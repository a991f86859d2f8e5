//! Configuration Module
//!
//! Loads and validates strategy configuration from TOML files.

pub mod loader;

pub use loader::{
    load_config, parse_config, Config, ConfigError, LoggingSection, BYPASS_EOD_ENV,
};
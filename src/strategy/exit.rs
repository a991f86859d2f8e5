//! Exit Logic
//!
//! Risk-first exits. Conditions are checked in strict priority order and the
//! first match wins; they are never combined:
//!
//! 1. Hard stop loss        -> SL_HIT
//! 2. Trailing stop loss    -> TSL_HIT
//! 3. Runtime confidence    -> CONFIDENCE_DROP
//! 4. Opposing ST flip      -> ST_REVERSAL
//! 5. End-of-day cutoff     -> EOD_EXIT

use chrono::NaiveTime;
use serde::{Deserialize, Serialize};

use crate::domain::{ExitReason, PositionType, StDirection, ST_DOWN, ST_UP};
use crate::strategy::params::{ExitConfig, MIN_RUNTIME_CONFIDENCE};

#[derive(Debug, Clone, Copy, PartialEq, Eq, Serialize, Deserialize)]
pub struct ExitSignal {
    pub should_exit: bool,
    pub reason: Option<ExitReason>,
}

impl ExitSignal {
    pub fn hold() -> Self {
        Self {
            should_exit: false,
            reason: None,
        }
    }

    pub fn exit(reason: ExitReason) -> Self {
        Self {
            should_exit: true,
            reason: Some(reason),
        }
    }
}

/// Position and market state for one exit evaluation
#[derive(Debug, Clone, Copy, PartialEq)]
pub struct ExitInputs {
    pub is_open_position: bool,
    pub current_option_ltp: f64,
    pub hard_sl: Option<f64>,
    pub trailing_sl: Option<f64>,
    pub runtime_confidence: f64,
    pub st_direction: Option<StDirection>,
    pub prev_st_direction: Option<StDirection>,
    /// `None` when the broker reported a leg type we do not trade
    pub position_type: Option<PositionType>,
    /// Wall-clock time in the exchange's local zone
    pub current_time: NaiveTime,
}

#[derive(Debug, Clone)]
pub struct ExitLogic {
    min_runtime_confidence: f64,
    eod_cutoff: NaiveTime,
    bypass_eod_exit: bool,
}

impl Default for ExitLogic {
    fn default() -> Self {
        Self::new(MIN_RUNTIME_CONFIDENCE, &ExitConfig::default())
    }
}

impl ExitLogic {
    pub fn new(min_runtime_confidence: f64, config: &ExitConfig) -> Self {
        Self {
            min_runtime_confidence,
            eod_cutoff: config.eod_cutoff,
            bypass_eod_exit: config.bypass_eod_exit,
        }
    }

    pub fn eod_cutoff(&self) -> NaiveTime {
        self.eod_cutoff
    }

    pub fn check_exit(&self, inputs: &ExitInputs) -> ExitSignal {
        let signal = self.evaluate(inputs);
        if let Some(reason) = signal.reason {
            tracing::debug!(
                "Exit condition {} (ltp={:.2}, conf={:.0})",
                reason,
                inputs.current_option_ltp,
                inputs.runtime_confidence
            );
        }
        signal
    }

    fn evaluate(&self, inputs: &ExitInputs) -> ExitSignal {
        if !inputs.is_open_position {
            return ExitSignal::hold();
        }

        let ltp = inputs.current_option_ltp;
        let stop_hit = |level: Option<f64>| matches!(level, Some(sl) if ltp > 0.0 && ltp <= sl);

        if stop_hit(inputs.hard_sl) {
            return ExitSignal::exit(ExitReason::SlHit);
        }

        if stop_hit(inputs.trailing_sl) {
            return ExitSignal::exit(ExitReason::TslHit);
        }

        if inputs.runtime_confidence <= self.min_runtime_confidence {
            return ExitSignal::exit(ExitReason::ConfidenceDrop);
        }

        if Self::is_opposing_reversal(inputs) {
            return ExitSignal::exit(ExitReason::StReversal);
        }

        if !self.bypass_eod_exit && inputs.current_time >= self.eod_cutoff {
            return ExitSignal::exit(ExitReason::EodExit);
        }

        ExitSignal::hold()
    }

    /// A flip counts only when it runs against the held leg
    fn is_opposing_reversal(inputs: &ExitInputs) -> bool {
        let (Some(prev), Some(current)) = (inputs.prev_st_direction, inputs.st_direction) else {
            return false;
        };
        match inputs.position_type {
            Some(PositionType::Ce) => prev == ST_UP && current == ST_DOWN,
            Some(PositionType::Pe) => prev == ST_DOWN && current == ST_UP,
            None => false,
        }
    }
}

ABOUT THIS EXERCISE: In the listing, find every line with the word "ExitConfig" and state how many there are, nothing more.

EXERCISE RESPONSE: 3